Shoppers have been urged to do their spending in high streets in the run-up to Christmas to stop traders going bust.
Non-essential stores in England reopen on Wednesday – and it could be make or break for many.
Experts say shops face a £9billion slump in pre-Christmas takings.
The British Independent Retailers Association said: “It’s the most important December ever for retailers.”
Stores forced to shut in the latest lockdown hope to claw back Christmas takings in just three weeks.
There is expected to be a stampede as non-essential shops in England are allowed to reopen on Wednesday.
Many traders say the survival of their business depends on the size of the spending frenzy.
People are being urged to support high streets amid fears shops face a £9billion slump in pre-Christmas takings.
Helen Dickinson, chief executive of the British Retail Consortium, said: “While reopening offers a lifeline for many shops, it will be the public who have the final say.
"Thankfully, Christmas is the perfect reason to shop, knowing that every purchase we make is a retailer helped and a job supported.”
She added: “Retailers have spent hundreds of millions to make shops Covid-secure...
“High streets, shopping centres and retail parks have all seen footfall nosedive during lockdown, with closed shops estimated to have lost around £2billion per week in lost sales.”
A flood of online ordering during lockdown means stores, especially smaller ones, face a huge battle to recoup losses.
The Centre for Retail Research is forecasting a £9bn year-on-year drop in retail sales in the six weeks to Christmas.
It predicts online takings will be up 58%, while sales in bricks and mortar stores are expected to be down 37%.
Andrew Goodacre, head of the British Independent Retailers Association, said: “This is the most important December ever for retailers and the high streets throughout the UK.
“We need customers to return to the shops and enjoy a traditional Christmas shopping experience and support the local community at the same time.
"It has never been more important to shop local.”
Gary Marsh, owner of gift and coffee shop Papilio at Heritage, in Thornbury, Glos, said reopening was “crucial”.
He added “we’d have been dead in the water” without December’s takings.
Hellen Stirling-Baker, owner of Sheffield toy shop Small Stuff, called the lifting of restrictions “incredible”.
The Mirror has championed town centres through our High Street Fightback campaign and Shop for Britain drive.

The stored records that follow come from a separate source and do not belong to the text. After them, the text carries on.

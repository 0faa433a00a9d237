// SPDX-License-Identifier: Apache-2.0 OR MIT
// Copyright (c) 2025-2026 naskel.com

//! Typed topics.
//!
//! A [`Topic`] is the typed front of two engine topics of the same name: the
//! reader topic (created with the first reader) and the writer topic (created
//! with the first writer). Both share the key, tag and filter factories.
//!
//! ```text
//! Topic<K, V, U> (clone = same topic)
//! +-- TopicShared    keys, tags, filters, updaters, defaults
//! +-- reader core    TopicCore(Reader), lazily created
//! +-- writer core    TopicCore(Writer), lazily created
//! ```
//!
//! The engine topics are destroyed when the last `Topic` clone and the last
//! reader or writer created from it are dropped.

use super::codec::{Codec, CodecError};
use super::filters;
use super::reader::ReaderConfig;
use super::sample::Sample;
use super::writer::WriterConfig;
use super::{CallbackReason, Error, Node, Result};
use crate::config::{EVENT_FILTER, REGEX_FILTER};
use crate::core::element::{Binding, DataElement, ElementKind};
use crate::core::instance::Instance;
use crate::core::interner::{AnyValue, KeyRef, Predicate, TagRef, ValueCodec, ValueFactory};
use crate::core::sample::Sample as CoreSample;
use crate::core::topic::{TopicCore, TopicShared};
use crate::protocol::ElementConfig;
use parking_lot::Mutex;
use std::fmt::Display;
use std::hash::Hash;
use std::marker::PhantomData;
use std::sync::Arc;

/// Bound on key and update tag types.
///
/// The display string names keys in logs and is what the `_regex` key
/// filter matches against.
pub trait Key: Codec + Eq + Hash + Display {}

impl<T: Codec + Eq + Hash + Display> Key for T {}

/// [`ValueCodec`] for values of type `T`.
struct TypedCodec<T>(PhantomData<fn() -> T>);

impl<T: Codec> ValueCodec for TypedCodec<T> {
    fn encode(&self, value: &AnyValue) -> Vec<u8> {
        match value.downcast_ref::<T>() {
            Some(value) => value.encode(),
            None => {
                log::debug!("[TOPIC] value is not a {}", std::any::type_name::<T>());
                Vec::new()
            }
        }
    }

    fn decode(&self, bytes: &[u8]) -> std::result::Result<AnyValue, CodecError> {
        T::decode(bytes).map(|v| Arc::new(v) as AnyValue)
    }
}

fn typed_codec<T: Codec>() -> Arc<dyn ValueCodec> {
    Arc::new(TypedCodec::<T>(PhantomData))
}

#[derive(Default)]
struct Cores {
    reader: Option<Arc<TopicCore>>,
    writer: Option<Arc<TopicCore>>,
}

struct TopicInner {
    instance: Arc<Instance>,
    shared: Arc<TopicShared>,
    cores: Mutex<Cores>,
}

impl TopicInner {
    fn core(&self, kind: ElementKind) -> Result<Arc<TopicCore>> {
        let mut cores = self.cores.lock();
        let slot = match kind {
            ElementKind::Reader => &mut cores.reader,
            ElementKind::Writer => &mut cores.writer,
        };
        if let Some(core) = slot {
            return Ok(core.clone());
        }
        let core = self.instance.topics.create(kind, self.shared.clone())?;
        *slot = Some(core.clone());
        Ok(core)
    }

    fn created(&self) -> Vec<Arc<TopicCore>> {
        let cores = self.cores.lock();
        cores.reader.iter().chain(cores.writer.iter()).cloned().collect()
    }
}

impl Drop for TopicInner {
    fn drop(&mut self) {
        let cores = std::mem::take(&mut *self.cores.lock());
        for core in cores.reader.into_iter().chain(cores.writer) {
            self.instance.topics.remove(&core);
        }
    }
}

/// Topic with keys of type `K`, values of type `V` and partial update tags
/// of type `U`.
pub struct Topic<K, V, U = String> {
    inner: Arc<TopicInner>,
    _types: PhantomData<fn() -> (K, V, U)>,
}

impl<K, V, U> Clone for Topic<K, V, U> {
    fn clone(&self) -> Self {
        Self {
            inner: self.inner.clone(),
            _types: PhantomData,
        }
    }
}

impl<K: Key, V: Codec, U: Key> Topic<K, V, U> {
    /// Open topic `name` on `node`. Element defaults are read from the
    /// node's `DataStorm.Topic.*` properties.
    pub fn new(node: &Node, name: &str) -> Result<Self> {
        if name.is_empty() {
            return Err(Error::InvalidArgument("topic name is empty".into()));
        }
        let instance = node.instance.clone();
        if instance.is_shutdown() {
            return Err(Error::NodeShutdown);
        }
        let shared = Arc::new(TopicShared::new(
            name,
            ValueFactory::keys(typed_codec::<K>()),
            ValueFactory::tags(typed_codec::<U>()),
            typed_codec::<V>(),
            instance.config.reader_defaults()?,
            instance.config.writer_defaults()?,
        ));
        shared
            .key_filters
            .register(REGEX_FILTER, filters::regex_key::<K>());
        shared
            .sample_filters
            .register(EVENT_FILTER, filters::event_sample());
        Ok(Self {
            inner: Arc::new(TopicInner {
                instance,
                shared,
                cores: Mutex::new(Cores::default()),
            }),
            _types: PhantomData,
        })
    }

    pub fn name(&self) -> &str {
        &self.inner.shared.name
    }

    /// Whether a remote reader topic is attached to this topic's writers.
    pub fn has_readers(&self) -> Result<bool> {
        Ok(self.core(ElementKind::Writer)?.has_listeners())
    }

    /// Block until `count` remote reader topics are attached.
    pub fn wait_for_readers(&self, count: usize) -> Result<()> {
        self.core(ElementKind::Writer)?.wait_for_listeners(count)
    }

    pub fn wait_for_no_readers(&self) -> Result<()> {
        self.core(ElementKind::Writer)?.wait_for_no_listeners()
    }

    pub fn has_writers(&self) -> Result<bool> {
        Ok(self.core(ElementKind::Reader)?.has_listeners())
    }

    pub fn wait_for_writers(&self, count: usize) -> Result<()> {
        self.core(ElementKind::Reader)?.wait_for_listeners(count)
    }

    pub fn wait_for_no_writers(&self) -> Result<()> {
        self.core(ElementKind::Reader)?.wait_for_no_listeners()
    }

    /// Defaults for readers created afterwards. Unset fields keep their
    /// current default.
    pub fn set_reader_defaults(&self, config: ReaderConfig) {
        self.inner
            .shared
            .set_defaults(ElementKind::Reader, &config.into_element_config());
    }

    pub fn set_writer_defaults(&self, config: WriterConfig) {
        self.inner
            .shared
            .set_defaults(ElementKind::Writer, &config.into_element_config());
    }

    /// Register the function applying partial updates tagged `tag`.
    ///
    /// Writers and readers both need it: writers to keep the value they
    /// replay to late joiners, readers to compute the value they deliver.
    /// A partial update on a key with no value yet is dropped.
    pub fn set_updater<W, F>(&self, tag: U, update: F)
    where
        W: Codec,
        F: Fn(&mut V, &W) + Send + Sync + 'static,
    {
        let tag_ref = self.tag_ref(&tag);
        self.inner.shared.set_updater(
            tag_ref.clone(),
            Arc::new(move |base: Option<&AnyValue>, bytes: &[u8]| {
                let change = W::decode(bytes)?;
                let mut value = base
                    .and_then(|b| b.downcast_ref::<V>())
                    .cloned()
                    .ok_or_else(|| CodecError::new(format!("no value to update for tag {}", tag)))?;
                update(&mut value, &change);
                Ok(Arc::new(value) as AnyValue)
            }),
        );
        for core in self.inner.created() {
            core.announce_tag(&tag_ref);
        }
    }

    /// Register a key filter factory under `name`. `factory` turns the
    /// criteria of a [`Filter`](super::filters::Filter) into a predicate.
    pub fn set_key_filter<F, P>(&self, name: &str, factory: F)
    where
        F: Fn(&[u8]) -> Result<P> + Send + Sync + 'static,
        P: Fn(&K) -> bool + Send + Sync + 'static,
    {
        self.inner.shared.key_filters.register(
            name,
            Arc::new(move |criteria: &[u8]| {
                let predicate = factory(criteria)?;
                Ok(Predicate::Key(Arc::new(move |key: &AnyValue| {
                    key.downcast_ref::<K>().is_some_and(|k| predicate(k))
                })))
            }),
        );
    }

    /// Register a sample filter factory under `name`. Sample filters
    /// requested by remote readers run on the writer side.
    pub fn set_sample_filter<F, P>(&self, name: &str, factory: F)
    where
        F: Fn(&[u8]) -> Result<P> + Send + Sync + 'static,
        P: Fn(&Sample<K, V, U>) -> bool + Send + Sync + 'static,
    {
        let values = self.inner.shared.values.clone();
        self.inner.shared.sample_filters.register(
            name,
            Arc::new(move |criteria: &[u8]| {
                let predicate = factory(criteria)?;
                let values = values.clone();
                Ok(Predicate::Sample(Arc::new(move |sample: &CoreSample| {
                    Sample::<K, V, U>::from_core(sample, values.as_ref())
                        .is_some_and(|s| predicate(&s))
                })))
            }),
        );
    }

    // ========================================================================
    // Element plumbing
    // ========================================================================

    fn core(&self, kind: ElementKind) -> Result<Arc<TopicCore>> {
        if self.inner.instance.is_shutdown() {
            return Err(Error::NodeShutdown);
        }
        self.inner.core(kind)
    }

    pub(super) fn key_ref(&self, key: &K) -> KeyRef {
        self.inner
            .shared
            .keys
            .create(Arc::new(key.clone()), &key.encode())
    }

    pub(super) fn tag_ref(&self, tag: &U) -> TagRef {
        self.inner
            .shared
            .tags
            .create(Arc::new(tag.clone()), &tag.encode())
    }

    pub(super) fn shared(&self) -> &Arc<TopicShared> {
        &self.inner.shared
    }

    /// Create a reader or writer element bound to `binding`.
    pub(super) fn create_element(
        &self,
        kind: ElementKind,
        binding: Binding,
        config: ElementConfig,
    ) -> Result<Element<K, V, U>> {
        let core = self.core(kind)?;
        let id = core.create_element(binding, config)?;
        Ok(Element {
            topic: self.clone(),
            core,
            id,
        })
    }

    /// Binding for a key set; an empty set selects every key.
    pub(super) fn key_binding(&self, keys: &[K]) -> Result<Binding> {
        if keys.is_empty() {
            return self
                .inner
                .shared
                .key_filters
                .always_match()
                .map(Binding::Filter)
                .ok_or_else(|| Error::UnknownFilter(String::new()));
        }
        Ok(Binding::Keys(keys.iter().map(|k| self.key_ref(k)).collect()))
    }
}

impl<K, V, U> std::fmt::Debug for Topic<K, V, U> {
    fn fmt(&self, f: &mut std::fmt::Formatter<'_>) -> std::fmt::Result {
        f.debug_struct("Topic")
            .field("name", &self.inner.shared.name)
            .field("node", &self.inner.instance.name)
            .finish()
    }
}

// ============================================================================
// Element handle
// ============================================================================

/// A data element owned by a typed reader or writer; destroyed on drop.
pub(super) struct Element<K, V, U> {
    pub(super) topic: Topic<K, V, U>,
    pub(super) core: Arc<TopicCore>,
    pub(super) id: i64,
}

impl<K: Key, V: Codec, U: Key> Element<K, V, U> {
    pub(super) fn with<R>(&self, f: impl FnOnce(&mut DataElement) -> R) -> Result<R> {
        if self.topic.inner.instance.is_shutdown() {
            return Err(Error::NodeShutdown);
        }
        self.core.with_element(self.id, f)
    }

    pub(super) fn name(&self) -> Result<String> {
        self.with(|e| e.name.to_string())
    }

    pub(super) fn sample(&self, sample: &CoreSample) -> Option<Sample<K, V, U>> {
        Sample::from_core(sample, self.topic.shared().values.as_ref())
    }

    pub(super) fn samples(&self, samples: &[Arc<CoreSample>]) -> Vec<Sample<K, V, U>> {
        samples.iter().filter_map(|s| self.sample(s)).collect()
    }

    pub(super) fn has_listeners(&self) -> Result<bool> {
        self.with(|e| e.listener_count() > 0)
    }

    pub(super) fn wait_for_listeners(&self, count: usize) -> Result<()> {
        self.core.wait_for_element_listeners(self.id, count)
    }

    pub(super) fn wait_for_no_listeners(&self) -> Result<()> {
        self.core.wait_for_no_element_listeners(self.id)
    }

    pub(super) fn connected_elements(&self) -> Result<Vec<String>> {
        self.with(|e| {
            e.connected_elements()
                .iter()
                .map(|n| n.to_string())
                .collect()
        })
    }

    pub(super) fn connected_keys(&self) -> Result<Vec<K>> {
        self.with(|e| e.connected_keys().iter().filter_map(typed_key::<K>).collect())
    }

    pub(super) fn on_connected_keys<I, F>(&self, init: I, update: F) -> Result<()>
    where
        I: FnOnce(Vec<K>) + Send + 'static,
        F: Fn(CallbackReason, K) + Send + Sync + 'static,
    {
        self.with(|e| {
            e.on_connected_keys(
                Box::new(move |keys: Vec<KeyRef>| {
                    init(keys.iter().filter_map(typed_key::<K>).collect())
                }),
                Arc::new(move |reason: CallbackReason, key: KeyRef| {
                    if let Some(key) = typed_key::<K>(&key) {
                        update(reason, key);
                    }
                }),
            )
        })
    }

    pub(super) fn on_connected_elements<I, F>(&self, init: I, update: F) -> Result<()>
    where
        I: FnOnce(Vec<String>) + Send + 'static,
        F: Fn(CallbackReason, String) + Send + Sync + 'static,
    {
        self.with(|e| {
            e.on_connected_elements(
                Box::new(move |names: Vec<Arc<str>>| {
                    init(names.iter().map(|n| n.to_string()).collect())
                }),
                Arc::new(move |reason: CallbackReason, name: Arc<str>| {
                    update(reason, name.to_string())
                }),
            )
        })
    }
}

impl<K, V, U> Drop for Element<K, V, U> {
    fn drop(&mut self) {
        self.core.destroy_element(self.id);
    }
}

fn typed_key<K: Clone + 'static>(key: &KeyRef) -> Option<K> {
    key.value().downcast_ref::<K>().cloned()
}

#[cfg(test)]
mod tests {
    use super::*;

    #[test]
    fn test_typed_codec_round_trip() {
        let codec = typed_codec::<String>();
        let value: AnyValue = Arc::new("AAPL".to_string());
        let bytes = codec.encode(&value);
        let decoded = codec.decode(&bytes).expect("decode");
        assert_eq!(decoded.downcast_ref::<String>().map(String::as_str), Some("AAPL"));
    }

    #[test]
    fn test_typed_codec_wrong_type_encodes_empty() {
        let codec = typed_codec::<u32>();
        let value: AnyValue = Arc::new("not a number".to_string());
        assert!(codec.encode(&value).is_empty());
        assert!(codec.decode(&[1, 2]).is_err());
    }
}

Fashion chain Primark aims to open 11 stores for 24 hours from Wednesday through to Thursday.
Others will stay open up to midnight until Christmas to help cope with demand.

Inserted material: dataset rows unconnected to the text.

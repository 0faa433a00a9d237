// SPDX-License-Identifier: Apache-2.0 OR MIT
// Copyright (c) 2025-2026 naskel.com

//! Byte encoding of application keys, values and update tags.
//!
//! Every type used as a topic key, value or tag implements [`Codec`]. Keys
//! additionally need `Eq + Hash + Display`: keys are deduplicated by their
//! encoded form and named by their display string.
//!
//! Scalars are encoded little-endian; strings as raw UTF-8.

use std::fmt;

/// Encode/decode contract for application types.
pub trait Codec: Clone + Send + Sync + 'static {
    fn encode(&self) -> Vec<u8>;

    fn decode(bytes: &[u8]) -> Result<Self, CodecError>;
}

/// Encoding or decoding failure.
#[derive(Clone, Debug, PartialEq, Eq)]
pub struct CodecError {
    message: String,
}

impl CodecError {
    pub fn new(message: impl Into<String>) -> Self {
        Self {
            message: message.into(),
        }
    }
}

impl fmt::Display for CodecError {
    fn fmt(&self, f: &mut fmt::Formatter<'_>) -> fmt::Result {
        f.write_str(&self.message)
    }
}

impl std::error::Error for CodecError {}

macro_rules! impl_codec_for_number {
    ($($ty:ty),* $(,)?) => {
        $(
            impl Codec for $ty {
                fn encode(&self) -> Vec<u8> {
                    self.to_le_bytes().to_vec()
                }

                fn decode(bytes: &[u8]) -> Result<Self, CodecError> {
                    let raw: [u8; std::mem::size_of::<$ty>()] = bytes.try_into().map_err(|_| {
                        CodecError::new(format!(
                            "expected {} bytes for {}, got {}",
                            std::mem::size_of::<$ty>(),
                            stringify!($ty),
                            bytes.len()
                        ))
                    })?;
                    Ok(<$ty>::from_le_bytes(raw))
                }
            }
        )*
    };
}

impl_codec_for_number!(i8, i16, i32, i64, i128, u8, u16, u32, u64, u128, f32, f64);

impl Codec for bool {
    fn encode(&self) -> Vec<u8> {
        vec![u8::from(*self)]
    }

    fn decode(bytes: &[u8]) -> Result<Self, CodecError> {
        match bytes {
            [0] => Ok(false),
            [1] => Ok(true),
            _ => Err(CodecError::new("invalid bool encoding")),
        }
    }
}

impl Codec for String {
    fn encode(&self) -> Vec<u8> {
        self.as_bytes().to_vec()
    }

    fn decode(bytes: &[u8]) -> Result<Self, CodecError> {
        String::from_utf8(bytes.to_vec()).map_err(|e| CodecError::new(e.to_string()))
    }
}

impl Codec for Vec<u8> {
    fn encode(&self) -> Vec<u8> {
        self.clone()
    }

    fn decode(bytes: &[u8]) -> Result<Self, CodecError> {
        Ok(bytes.to_vec())
    }
}

impl Codec for () {
    fn encode(&self) -> Vec<u8> {
        Vec::new()
    }

    fn decode(bytes: &[u8]) -> Result<Self, CodecError> {
        if bytes.is_empty() {
            Ok(())
        } else {
            Err(CodecError::new("unexpected payload for unit value"))
        }
    }
}

/// JSON encoding for serde types.
#[cfg(feature = "serde")]
#[derive(Clone, Debug, Default, PartialEq, Eq, Hash, PartialOrd, Ord)]
pub struct Json<T>(pub T);

#[cfg(feature = "serde")]
impl<T> Codec for Json<T>
where
    T: serde::Serialize + serde::de::DeserializeOwned + Clone + Send + Sync + 'static,
{
    fn encode(&self) -> Vec<u8> {
        // Serializing plain data structures into a Vec cannot fail.
        serde_json::to_vec(&self.0).unwrap_or_default()
    }

    fn decode(bytes: &[u8]) -> Result<Self, CodecError> {
        serde_json::from_slice(bytes)
            .map(Json)
            .map_err(|e| CodecError::new(e.to_string()))
    }
}

#[cfg(feature = "serde")]
impl<T: fmt::Display> fmt::Display for Json<T> {
    fn fmt(&self, f: &mut fmt::Formatter<'_>) -> fmt::Result {
        self.0.fmt(f)
    }
}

The Covid crisis and changing shopping habits continue to claim high street victims.
The Centre for Retail Research calculated that by the start of November, at least 140,000 jobs in the industry had gone this year, with over 15,000 shops lost.
Shadow Business Secretary Ed Miliband said: “Businesses may be preparing to reopen but many are seriously struggling... after nearly eight months of difficult trading conditions, especially hospitality businesses which are facing fresh restrictions.
"Businesses are being badly let down and have a right to be very angry about how they’ve been treated.
“The Government must set out a strategic plan for the next six months to give businesses the support and certainty they need to survive the crisis, or risk jobs across the country being destroyed.”
Debbie McSweeney, of the Unite union, said: “We call on the Government to redouble its efforts to formulate a radical post-Covid blueprint to revive ailing town centres.
“Such a strategy is desperately needed as high streets underpin the social fabric of our communities.”